Un progetto innovativo e unico nella sua realtà che non trova simili in nessuna parte del mondo. Gaveau, già architetto delle nuove tecnologie del Castello di Versailles, ha dato vita insieme ad un équipe di circa trenta persone, alla realizzazione fisica di Street View, una della applicazioni più note di Google. Un progetto che catapulta nel mondo fantascientifico se si pensa che a breve sarà possibile visitare i musei in maniera virtuale zummando direttamente sulle opere. Il mondo dell’arte e i musei si stanno adeguando all’epoca del digitale, dell’informatica e di tutti i cambiamenti, o rivoluzioni, che si stanno compiendo nel XXI° secolo.

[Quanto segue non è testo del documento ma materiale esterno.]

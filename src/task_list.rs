//! Ordered task collection bound to a JSON file

use std::fs;
use std::io::{self, Write};
use std::path::{Path, PathBuf};

use serde_json::Value;
use tempfile::NamedTempFile;
use tracing::{debug, info, warn};

use crate::error::{Result, TaskError};
use crate::task::Task;

/// The task list and the file it is mirrored to.
///
/// Every mutation rewrites the whole file before returning. Indices are
/// positional only: removing a task shifts every later task down by one.
/// A single process is assumed to own the file; there is no locking.
#[derive(Debug)]
pub struct TaskList {
    path: PathBuf,
    tasks: Vec<Task>,
}

impl TaskList {
    /// Loads the list stored at `path`. A missing file yields an empty list.
    pub fn open(path: impl Into<PathBuf>) -> Result<Self> {
        let path = path.into();
        let tasks = load_tasks(&path)?;
        debug!("Loaded {} tasks from {}", tasks.len(), path.display());
        Ok(Self { path, tasks })
    }

    pub fn path(&self) -> &Path {
        &self.path
    }

    pub fn tasks(&self) -> &[Task] {
        &self.tasks
    }

    pub fn get(&self, index: usize) -> Option<&Task> {
        self.tasks.get(index)
    }

    pub fn len(&self) -> usize {
        self.tasks.len()
    }

    pub fn is_empty(&self) -> bool {
        self.tasks.is_empty()
    }

    pub fn add_task(&mut self, task: Task) -> Result<()> {
        info!("Adding task: {}", task.description);
        self.tasks.push(task);
        self.persist()
    }

    /// Removes the task at `index`. Out-of-range indices leave the list and
    /// the file untouched and return `Ok(None)`.
    pub fn remove_task(&mut self, index: usize) -> Result<Option<Task>> {
        if index >= self.tasks.len() {
            warn!("Ignoring remove of index {} (len {})", index, self.tasks.len());
            return Ok(None);
        }
        let removed = self.tasks.remove(index);
        info!("Removed task {}: {}", index, removed.description);
        self.persist()?;
        Ok(Some(removed))
    }

    /// Marks the task at `index` completed. Returns `Ok(false)` without
    /// touching anything when the index is out of range.
    pub fn mark_task_completed(&mut self, index: usize) -> Result<bool> {
        let Some(task) = self.tasks.get_mut(index) else {
            warn!("Ignoring complete of index {} (len {})", index, self.tasks.len());
            return Ok(false);
        };
        task.mark_completed();
        info!("Completed task {}: {}", index, task.description);
        self.persist()?;
        Ok(true)
    }

    pub fn list_tasks(&self) -> Vec<String> {
        self.tasks
            .iter()
            .enumerate()
            .map(|(idx, task)| format_task_line(idx, task))
            .collect()
    }

    fn persist(&self) -> Result<()> {
        let dir = match self.path.parent() {
            Some(parent) if !parent.as_os_str().is_empty() => parent.to_path_buf(),
            _ => PathBuf::from("."),
        };
        let io_err = |source: io::Error| TaskError::Io {
            path: self.path.clone(),
            source,
        };

        fs::create_dir_all(&dir).map_err(io_err)?;

        let records = self
            .tasks
            .iter()
            .map(Task::to_record)
            .collect::<Result<Vec<_>>>()?;
        let content = serde_json::to_string_pretty(&records).map_err(TaskError::Encode)?;
        let mut tmp = NamedTempFile::new_in(&dir).map_err(io_err)?;
        tmp.write_all(content.as_bytes()).map_err(io_err)?;
        tmp.as_file().sync_all().map_err(io_err)?;
        tmp.persist(&self.path).map_err(|source| TaskError::Persist {
            path: self.path.clone(),
            source,
        })?;

        debug!("Saved {} tasks to {}", self.tasks.len(), self.path.display());
        Ok(())
    }
}

/// Renders one task the way `list_tasks` does.
pub fn format_task_line(index: usize, task: &Task) -> String {
    format!(
        "{}. {} [Priority: {}, Due: {}, Status: {}]",
        index,
        task.description,
        task.priority,
        task.due_label(),
        task.status_label()
    )
}

fn load_tasks(path: &Path) -> Result<Vec<Task>> {
    let content = match fs::read_to_string(path) {
        Ok(content) => content,
        Err(e) if e.kind() == io::ErrorKind::NotFound => {
            debug!("No task file at {}, starting empty", path.display());
            return Ok(Vec::new());
        }
        Err(source) => {
            return Err(TaskError::Io {
                path: path.to_path_buf(),
                source,
            })
        }
    };

    let records: Vec<Value> = serde_json::from_str(&content)
        .map_err(|source| TaskError::malformed(source).in_file(path, None))?;

    records
        .into_iter()
        .enumerate()
        .map(|(index, record)| Task::from_record(record).map_err(|e| e.in_file(path, Some(index))))
        .collect()
}

#[cfg(test)]
mod tests {
    use super::*;
    use tempfile::{tempdir, TempDir};

    fn scratch() -> (TempDir, PathBuf) {
        let temp = tempdir().unwrap();
        let path = temp.path().join("tasks.json");
        (temp, path)
    }

    fn seeded(path: &Path, descriptions: &[&str]) -> TaskList {
        let mut list = TaskList::open(path).unwrap();
        for d in descriptions {
            list.add_task(Task::new(*d)).unwrap();
        }
        list
    }

    #[test]
    fn test_open_nonexistent_is_empty() {
        let (_temp, path) = scratch();
        let list = TaskList::open(&path).unwrap();
        assert!(list.is_empty());
        assert!(!path.exists());
    }

    #[test]
    fn test_add_appends_in_order() {
        let (_temp, path) = scratch();
        let list = seeded(&path, &["a", "b", "c"]);

        let lines = list.list_tasks();
        assert_eq!(lines.len(), 3);
        assert!(lines[0].starts_with("0. a "));
        assert!(lines[1].starts_with("1. b "));
        assert!(lines[2].starts_with("2. c "));
    }

    #[test]
    fn test_add_allows_duplicates() {
        let (_temp, path) = scratch();
        let list = seeded(&path, &["same", "same"]);
        assert_eq!(list.len(), 2);
        assert_eq!(list.tasks()[0], list.tasks()[1]);
    }

    #[test]
    fn test_add_persists_immediately() {
        let (_temp, path) = scratch();
        let list = seeded(&path, &["Buy milk"]);
        let reopened = TaskList::open(&path).unwrap();
        assert_eq!(reopened.tasks(), list.tasks());
    }

    #[test]
    fn test_remove_shifts_later_tasks() {
        let (_temp, path) = scratch();
        let mut list = seeded(&path, &["a", "b", "c", "d"]);

        let removed = list.remove_task(1).unwrap();
        assert_eq!(removed.map(|t| t.description), Some("b".to_string()));

        let names: Vec<_> = list.tasks().iter().map(|t| t.description.as_str()).collect();
        assert_eq!(names, ["a", "c", "d"]);
        assert_eq!(TaskList::open(&path).unwrap().tasks(), list.tasks());
    }

    #[test]
    fn test_remove_out_of_range_is_noop() {
        let (_temp, path) = scratch();
        let mut list = seeded(&path, &["a", "b"]);
        let before = list.tasks().to_vec();
        let file_before = fs::read_to_string(&path).unwrap();

        assert_eq!(list.remove_task(2).unwrap(), None);
        assert_eq!(list.remove_task(usize::MAX).unwrap(), None);

        assert_eq!(list.tasks(), before.as_slice());
        assert_eq!(fs::read_to_string(&path).unwrap(), file_before);
    }

    #[test]
    fn test_remove_on_empty_list_does_not_create_file() {
        let (_temp, path) = scratch();
        let mut list = TaskList::open(&path).unwrap();
        assert_eq!(list.remove_task(0).unwrap(), None);
        assert!(!path.exists());
    }

    #[test]
    fn test_mark_completed_touches_only_target() {
        let (_temp, path) = scratch();
        let mut list = seeded(&path, &["a", "b", "c"]);

        assert!(list.mark_task_completed(1).unwrap());
        let flags: Vec<_> = list.tasks().iter().map(|t| t.completed).collect();
        assert_eq!(flags, [false, true, false]);

        let reopened = TaskList::open(&path).unwrap();
        assert!(reopened.get(1).unwrap().completed);
    }

    #[test]
    fn test_mark_completed_out_of_range_is_noop() {
        let (_temp, path) = scratch();
        let mut list = seeded(&path, &["a"]);
        let before = list.tasks().to_vec();

        assert!(!list.mark_task_completed(1).unwrap());
        assert_eq!(list.tasks(), before.as_slice());
    }

    #[test]
    fn test_list_line_format() {
        let (_temp, path) = scratch();
        let mut list = TaskList::open(&path).unwrap();
        list.add_task(Task::new("Buy milk")).unwrap();
        list.add_task(
            Task::new("File taxes")
                .with_priority("high")
                .with_due_date(Some("2024-04-15".to_string())),
        )
        .unwrap();
        list.mark_task_completed(1).unwrap();

        assert_eq!(
            list.list_tasks(),
            vec![
                "0. Buy milk [Priority: low, Due: No due date, Status: Pending]".to_string(),
                "1. File taxes [Priority: high, Due: 2024-04-15, Status: Done]".to_string(),
            ]
        );
    }

    #[test]
    fn test_reads_documented_format() {
        let (_temp, path) = scratch();
        fs::write(
            &path,
            r#"[
  {"description": "Buy milk", "priority": "low", "due_date": null, "completed": false},
  {"description": "File taxes", "priority": "high", "due_date": "2024-04-15", "completed": true}
]"#,
        )
        .unwrap();

        let list = TaskList::open(&path).unwrap();
        assert_eq!(list.len(), 2);
        assert_eq!(list.tasks()[1].due_date.as_deref(), Some("2024-04-15"));
        assert!(list.tasks()[1].completed);
    }

    #[test]
    fn test_saved_file_is_array_of_records() {
        let (_temp, path) = scratch();
        let list = seeded(&path, &["Buy milk"]);

        let value: serde_json::Value =
            serde_json::from_str(&fs::read_to_string(&path).unwrap()).unwrap();
        assert_eq!(
            value,
            serde_json::Value::Array(vec![list.tasks()[0].to_record().unwrap()])
        );
    }

    #[test]
    fn test_saved_records_keep_field_order() {
        let (_temp, path) = scratch();
        seeded(&path, &["Buy milk"]);

        let content = fs::read_to_string(&path).unwrap();
        let positions: Vec<_> = ["description", "priority", "due_date", "completed"]
            .iter()
            .map(|key| content.find(&format!("\"{key}\"")).unwrap())
            .collect();
        assert!(positions.windows(2).all(|w| w[0] < w[1]));
    }

    #[test]
    fn test_open_invalid_json_is_malformed() {
        let (_temp, path) = scratch();
        fs::write(&path, "{ invalid json }").unwrap();
        assert!(matches!(
            TaskList::open(&path),
            Err(TaskError::MalformedRecord { .. })
        ));
    }

    #[test]
    fn test_open_empty_file_is_malformed() {
        let (_temp, path) = scratch();
        fs::write(&path, "").unwrap();
        assert!(matches!(
            TaskList::open(&path),
            Err(TaskError::MalformedRecord { .. })
        ));
    }

    #[test]
    fn test_open_missing_due_date_key_is_malformed() {
        let (_temp, path) = scratch();
        fs::write(
            &path,
            r#"[
  {"description": "ok", "priority": "low", "due_date": null, "completed": false},
  {"description": "x", "priority": "low", "completed": false}
]"#,
        )
        .unwrap();
        match TaskList::open(&path) {
            Err(TaskError::MalformedRecord {
                path: Some(reported),
                index: Some(1),
                ..
            }) => assert_eq!(reported, path),
            other => panic!("expected malformed record 1, got {other:?}"),
        }
    }

    #[test]
    fn test_empty_due_date_lists_as_no_due_date() {
        let (_temp, path) = scratch();
        fs::write(
            &path,
            r#"[{"description": "x", "priority": "low", "due_date": "", "completed": false}]"#,
        )
        .unwrap();

        let list = TaskList::open(&path).unwrap();
        assert_eq!(
            list.list_tasks(),
            vec!["0. x [Priority: low, Due: No due date, Status: Pending]".to_string()]
        );
    }

    #[test]
    fn test_empty_priority_is_stored_verbatim() {
        let (_temp, path) = scratch();
        let mut list = TaskList::open(&path).unwrap();
        list.add_task(Task::new("x").with_priority("")).unwrap();

        let reopened = TaskList::open(&path).unwrap();
        assert_eq!(reopened.tasks()[0].priority, "");
        assert_eq!(
            reopened.list_tasks(),
            vec!["0. x [Priority: , Due: No due date, Status: Pending]".to_string()]
        );
    }

    #[test]
    fn test_open_directory_is_io_error() {
        let temp = tempdir().unwrap();
        assert!(matches!(
            TaskList::open(temp.path()),
            Err(TaskError::Io { .. })
        ));
    }

    #[test]
    fn test_persist_creates_parent_dirs() {
        let temp = tempdir().unwrap();
        let path = temp.path().join("nested").join("dir").join("tasks.json");
        seeded(&path, &["a"]);
        assert!(path.exists());
    }

    #[test]
    fn test_write_failure_keeps_in_memory_change() {
        let temp = tempdir().unwrap();
        let blocker = temp.path().join("not-a-dir");
        let path = blocker.join("tasks.json");

        let mut list = TaskList::open(&path).unwrap();
        fs::write(&blocker, "").unwrap();
        let result = list.add_task(Task::new("a"));

        assert!(matches!(result, Err(TaskError::Io { .. })));
        assert_eq!(list.len(), 1);
    }

    #[test]
    fn test_persist_leaves_no_temp_files() {
        let (temp, path) = scratch();
        seeded(&path, &["a", "b"]);
        let entries: Vec<_> = fs::read_dir(temp.path()).unwrap().collect();
        assert_eq!(entries.len(), 1);
    }
}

L’idea era iniziata già due anni fa quando nel febbraio del 2011 prese piede il progetto che coinvolse 17 grandi musei partner dislocati tra le cittadine di Versailles e di Orsay. La piattaforma è decollata nell’aprile dello scorso anno con più di 260 musei di oltre 43 paesi provenienti da ogni angolo del pianeta. Il direttore di Google Art Project, Amit Sood, ha tenuto a specificare che “l’Istituto culturale rimane un “non business” della società. L’accesso alla cultura è un principio che per noi è indiscutibile e fondamentale“. Come spesso accade quando si fiuta il guadagno, se agli inizi Google era da sola a muovere i primi passi, adesso sono gli stessi partner a richiedere sempre più numerosi la possibilità di poterne fare parte.

Al Castello di Chambord è già stata creata una versione digitale della mostra “Henri, conte di Chambord (1820-1883)“, evento che è stato disponibile sul web dal primo giorno di apertura della mostra a metà dello scorso giugno. “Il contenuto delle mostre non ci riguardano.” – sottolinea Google – “Noi non decidiamo niente. E’ prerogativa assoluta dell’Istituto culturale in carica“. Non resta che aspettare settembre per poter ammirare in un ambiente fisico e non virtuale quelle realtà artistiche per ora presenti solo sul web. A breve visibili nella bellissima cornice della città di Parigi.